3. The strongest argument for the Women’s Health Amendment, I think, then isn’t so much that employers who don’t fund certain services are creating a disparate impact against women. Rather, it’s that life creates greater medical burdens on women of childbearing age than on men. “Overall, women of reproductive age spend 68 percent more out of pocket than men on health care, in part because their reproductive health care needs require more frequent health care visits and are not always adequately covered by their insurance” (emphasis added). See also, for instance, U.S. Center for Medicare & Medicaid Services, National Health Care Spending By Gender and Age: 2004 Highlights (concluding that, as to total per capita spending, both out-of-pocket and otherwise, “Females 19-44 years old spent 73 percent more per capita than did males of the same age”), and a 2010 New York Times article with the telling title, “Overhaul Will Lower the Costs of Being a Woman.”
Now I certainly see the case for giving women coverage for such greater expenses. If it wasn’t for women’s reproduction, I wouldn’t be writing this today. And the premise of the ACA is that health insurance should be made available to people in large measure without regard to their expected health care costs, and in particular without regard to sex. (Consider the exclusion for preexisting conditions, for instance.)
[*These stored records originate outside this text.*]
//! Error types for the galoisfield library.
//!
//! Every failure in the crate is a variant of [`Error`], built with the
//! `thiserror` crate. Variants are grouped by where they arise: field
//! construction, element arithmetic, and batch request handling.

use std::fmt;

use thiserror::Error;

/// The main error type for the galoisfield library.
#[derive(Error, Debug, Clone, PartialEq, Eq)]
pub enum Error {
    // ============ Field Construction Errors ============
    /// Field parameters violate an invariant (non-prime `p`, `n < 1`,
    /// reduction polynomial of the wrong degree).
    #[error("invalid field: {reason}")]
    InvalidField {
        /// Description of which parameter is invalid.
        reason: String,
    },

    // ============ Arithmetic Errors ============
    /// Operands belong to different fields.
    #[error("field mismatch: {left} and {right}")]
    FieldMismatch {
        /// The field of the left operand.
        left: String,
        /// The field of the right operand.
        right: String,
    },

    /// Division by the additive identity (or by the zero polynomial).
    #[error("division by zero in {field}")]
    DivisionByZero {
        /// The field or ring where division by zero occurred.
        field: String,
    },

    /// The extended Euclidean algorithm found no inverse.
    #[error("{value} has no multiplicative inverse modulo {modulus}")]
    InverseNotFound {
        /// The element that could not be inverted.
        value: String,
        /// The modulus (prime or reduction polynomial).
        modulus: String,
    },

    // ============ Request Errors ============
    /// Operator symbol outside `+ - * / ^`.
    #[error("unsupported operator `{0}`")]
    UnsupportedOperator(String),

    /// A request omitted a parameter needed to resolve its field.
    #[error("missing parameter `{name}`")]
    MissingParameter {
        /// Name of the absent parameter.
        name: &'static str,
    },

    /// An operand cannot be used with the requested field or operator.
    #[error("invalid operand: {reason}")]
    InvalidOperand {
        /// Description of what is wrong with the operand.
        reason: String,
    },
}

/// A specialized `Result` type for galoisfield operations.
pub type Result<T, E = Error> = std::result::Result<T, E>;

impl Error {
    /// Create a new `InvalidField` error.
    #[must_use]
    pub fn invalid_field(reason: impl Into<String>) -> Self {
        Self::InvalidField {
            reason: reason.into(),
        }
    }

    /// Create a new `InvalidOperand` error.
    #[must_use]
    pub fn invalid_operand(reason: impl Into<String>) -> Self {
        Self::InvalidOperand {
            reason: reason.into(),
        }
    }

    /// Create a new `FieldMismatch` error from the two operands' fields.
    ///
    /// Fields are rendered with `Debug` so that extension fields differing
    /// only in their reduction polynomial stay distinguishable.
    #[must_use]
    pub fn field_mismatch(left: &impl fmt::Debug, right: &impl fmt::Debug) -> Self {
        Self::FieldMismatch {
            left: format!("{left:?}"),
            right: format!("{right:?}"),
        }
    }

    /// Stable name of the error category.
    ///
    /// Batch results prefix their error message with this name so callers can
    /// classify failures without parsing the message.
    #[must_use]
    pub fn kind(&self) -> &'static str {
        match self {
            Self::InvalidField { .. } => "InvalidFieldError",
            Self::FieldMismatch { .. } => "FieldMismatchError",
            Self::DivisionByZero { .. } => "DivisionByZeroError",
            Self::InverseNotFound { .. } => "InverseNotFoundError",
            Self::UnsupportedOperator(_) => "UnsupportedOperatorError",
            Self::MissingParameter { .. } => "MissingParameterError",
            Self::InvalidOperand { .. } => "InvalidOperandError",
        }
    }
}
#[cfg(test)]
mod tests {
    use super::*;

    fn gf8() -> ExtensionField {
        ExtensionField::new(2, 3, &[1, 1, 0, 1]).unwrap()
    }

    fn gf9() -> ExtensionField {
        ExtensionField::new(3, 2, &[1, 0, 1]).unwrap()
    }

    #[test]
    fn test_gf9_creation() {
        let gf9 = gf9();
        assert_eq!(gf9.characteristic(), 3);
        assert_eq!(gf9.degree(), 2);
        assert_eq!(gf9.order(), Some(9));
        assert_eq!(gf9.reduction_polynomial(), &[1, 0, 1]);
        assert_eq!(gf9.base_field(), PrimeField::new(3).unwrap());
    }

    #[test]
    fn test_invalid_parameters() {
        let cases: [(u64, u32, &[i64]); 5] = [
            (4, 2, &[1, 1, 1]),   // 4 is not prime
            (3, 0, &[1]),         // n < 1
            (3, 2, &[1, 1]),      // degree 1 != 2
            (3, 2, &[1, 0, 3]),   // leading coefficient vanishes mod 3
            (2, 3, &[]),          // zero polynomial
        ];
        for (p, n, poly) in cases {
            let err = ExtensionField::new(p, n, poly).unwrap_err();
            assert!(matches!(err, Error::InvalidField { .. }), "p={p}, n={n}, poly={poly:?}");
        }
    }

    #[test]
    fn test_non_monic_modulus_is_normalized() {
        // 2x^2 + 2 = 2(x^2 + 1) over GF(3)
        let field = ExtensionField::new(3, 2, &[2, 0, 2]).unwrap();
        assert_eq!(field.reduction_polynomial(), &[1, 0, 1]);
        assert_eq!(field, gf9());

        // Negative coefficients use floor modulo: -2x^2 - 2 over GF(3)
        let field = ExtensionField::new(3, 2, &[-2, 0, -2]).unwrap();
        assert_eq!(field, gf9());
    }

    #[test]
    fn test_trailing_zeros_in_modulus_are_ignored() {
        let field = ExtensionField::new(2, 3, &[1, 1, 0, 1, 0, 0]).unwrap();
        assert_eq!(field, gf8());
    }

    #[test]
    fn test_element_from_integer() {
        let gf9 = gf9();
        assert_eq!(gf9.element(0).coefficients(), &[0, 0]);
        assert_eq!(gf9.element(5).coefficients(), &[2, 1]); // 5 = 2 + 1*3
        assert_eq!(gf9.element(9).coefficients(), &[0, 0]); // truncated to n digits
        assert_eq!(gf9.element(5).value(), Some(5));

        // Negative values give the additive inverse
        let minus = gf9.element(-5);
        assert_eq!(minus.coefficients(), &[1, 2]);
        assert!(minus.add(&gf9.element(5)).unwrap().is_zero());

        let gf8 = gf8();
        assert_eq!(gf8.element(0b101).coefficients(), &[1, 0, 1]);
        assert_eq!(gf8.element(0b1101).coefficients(), &[1, 0, 1]);
    }

    #[test]
    fn test_element_from_coefficients() {
        let gf9 = gf9();
        // x^2 ≡ -1 ≡ 2
        assert_eq!(gf9.element_from_coefficients(&[0, 0, 1]).coefficients(), &[2, 0]);
        assert_eq!(gf9.element_from_coefficients(&[-1, 4]).coefficients(), &[2, 1]);
        assert_eq!(gf9.element_from_coefficients(&[]).coefficients(), &[0, 0]);
        assert_eq!(gf9.element_from_coefficients(&[1]), gf9.one());
    }

    #[test]
    fn test_add_sub() {
        let gf9 = gf9();
        let a = gf9.element(5); // x + 2
        let b = gf9.element(7); // 2x + 1

        assert!(a.add(&b).unwrap().is_zero()); // 3x + 3 = 0
        assert_eq!(a.sub(&b).unwrap().coefficients(), &[1, 2]); // -x + 1

        let gf8 = gf8();
        let c = gf8.element(0b011);
        let d = gf8.element(0b101);
        assert_eq!(c.add(&d).unwrap(), gf8.element(0b110)); // XOR
        assert_eq!(c.sub(&d).unwrap(), c.add(&d).unwrap());
    }

    #[test]
    fn test_gf8_multiplication() {
        let gf8 = gf8();
        let x = gf8.element(0b010);

        // x^3 ≡ x + 1
        assert_eq!(x.pow(3).unwrap(), gf8.element(0b011));
        // (x^2 + 1) * x = x^3 + x ≡ 1
        let a = gf8.element(0b101);
        assert_eq!(a.mul(&x).unwrap(), gf8.one());
        // (x^2 + 1)(x^2 + x) = x^4 + x^3 + x^2 + x ≡ x + 1
        assert_eq!(a.mul(&gf8.element(0b110)).unwrap(), gf8.element(0b011));
        // x generates the multiplicative group of order 7
        assert!(x.pow(7).unwrap().is_one());
    }

    #[test]
    fn test_gf256_aes() {
        let gf256 = ExtensionField::standard(2, 8).unwrap();
        let a = gf256.element(0x53);
        let b = gf256.element(0xCA);

        assert!(a.mul(&b).unwrap().is_one());
        assert_eq!(a.inverse().unwrap(), b);
        // {57} * {83} = {c1} (FIPS-197 example)
        let product = gf256.element(0x57).mul(&gf256.element(0x83)).unwrap();
        assert_eq!(product.value(), Some(0xC1));
    }

    #[test]
    fn test_gf9_multiplication() {
        let gf9 = gf9();
        let x = gf9.element(3);

        assert_eq!(x.mul(&x).unwrap(), gf9.element(2)); // x^2 = -1 = 2
        assert!(x.pow(4).unwrap().is_one());
        // (x + 1)^2 = x^2 + 2x + 1 = 2x
        let y = gf9.element(4);
        assert_eq!(y.mul(&y).unwrap(), gf9.element(6));
    }

    #[test]
    fn test_inverse_all() {
        for field in [gf8(), gf9(), ExtensionField::standard(5, 3).unwrap()] {
            let order = field.order().unwrap() as i64;
            for v in 1..order {
                let a = field.element(v);
                let inv = a.inverse().unwrap();
                assert!(a.mul(&inv).unwrap().is_one(), "{a:?} * {inv:?} != 1");
            }
        }
    }

    #[test]
    fn test_inverse_of_zero() {
        let err = gf9().zero().inverse().unwrap_err();
        assert!(matches!(err, Error::InverseNotFound { .. }));
    }

    #[test]
    fn test_reducible_modulus_has_zero_divisors() {
        // x^2 - 1 = (x - 1)(x + 1) over GF(5) is not irreducible
        let ring = ExtensionField::new(5, 2, &[4, 0, 1]).unwrap();
        let a = ring.element_from_coefficients(&[1, 1]);
        assert!(matches!(a.inverse().unwrap_err(), Error::InverseNotFound { .. }));
        assert!(matches!(
            ring.one().div(&a).unwrap_err(),
            Error::InverseNotFound { .. }
        ));
    }

    #[test]
    fn test_division() {
        let gf9 = gf9();
        let a = gf9.element(5);
        let b = gf9.element(7);

        let q = a.div(&b).unwrap();
        assert_eq!(q.mul(&b).unwrap(), a);
        assert!(matches!(
            a.div(&gf9.zero()).unwrap_err(),
            Error::DivisionByZero { .. }
        ));
    }

    #[test]
    fn test_negative_power() {
        let gf8 = gf8();
        let a = gf8.element(0b110);
        assert_eq!(a.pow(-1).unwrap(), a.inverse().unwrap());
        assert_eq!(a.pow(-3).unwrap(), a.pow(3).unwrap().inverse().unwrap());
    }

    #[test]
    fn test_degree_one_matches_prime_field() {
        let gf7 = PrimeField::new(7).unwrap();
        let ext = ExtensionField::from_prime(gf7);
        assert_eq!(ext.order(), Some(7));

        for a in 0..7 {
            for b in 1..7 {
                let expected = gf7.element(a).div(&gf7.element(b)).unwrap().value();
                let actual = ext.element(a).div(&ext.element(b)).unwrap();
                assert_eq!(actual.value(), Some(u128::from(expected)));
            }
        }

        // Any degree-1 modulus works for n = 1
        let shifted = ExtensionField::new(7, 1, &[3, 1]).unwrap();
        assert_eq!(shifted.element(3).mul(&shifted.element(5)).unwrap().value(), Some(1));
    }

    #[test]
    fn test_field_mismatch() {
        let a = gf9().element(1);
        let b = ExtensionField::new(3, 2, &[2, 2, 1]).unwrap().element(1);

        assert!(matches!(a.add(&b).unwrap_err(), Error::FieldMismatch { .. }));
        assert!(matches!(a.mul(&b).unwrap_err(), Error::FieldMismatch { .. }));
        assert!(matches!(a.div(&b).unwrap_err(), Error::FieldMismatch { .. }));
        assert_ne!(a, b);

        // Separately constructed but identical fields are compatible
        let c = gf9().element(1);
        assert_eq!(a, c);
        assert!(a.add(&c).is_ok());
    }

    #[test]
    fn test_standard_and_from_order() {
        assert_eq!(ExtensionField::from_order(8).unwrap(), gf8());
        assert_eq!(ExtensionField::from_order(7).unwrap().degree(), 1);
        assert!(ExtensionField::from_order(12).is_err());
        assert!(ExtensionField::standard(2, 0).is_err());
        assert!(ExtensionField::standard(4, 2).is_err());
    }

    #[test]
    fn test_order_overflow() {
        let big = ExtensionField::standard(13, 2).unwrap();
        assert_eq!(big.order(), Some(169));

        // 1_000_003^7 exceeds u128
        let huge = ExtensionField::new(1_000_003, 7, &[1; 8]).unwrap();
        assert_eq!(huge.order(), None);
        assert_eq!(huge.one().value(), Some(1));
    }

    #[test]
    fn test_display() {
        let gf8 = gf8();
        assert_eq!(gf8.to_string(), "GF(2^3)");
        assert_eq!(format!("{gf8:?}"), "GF(2^3) mod (x^3 + x + 1)");
        assert_eq!(gf8.element(0b111).to_string(), "x^2 + x + 1");
        assert_eq!(gf8.zero().to_string(), "0");
        assert_eq!(gf9().element(8).to_string(), "2x + 2");
        assert_eq!(format!("{:?}", gf9().element(3)), "GF(3^2)[x]");
    }
}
But nonetheless, the interest here isn’t in preventing intentional sex discrimination by employers, or even employer provision of benefits that are worth less to women than to men. Rather, it appears to be an interest in making sure that employers compensate women for the health care cost inequality that largely stem from the biological differences between men and women. I don’t know of any precedents resolving whether that is a compelling interest for RFRA purposes, or even suggesting an answer to that question.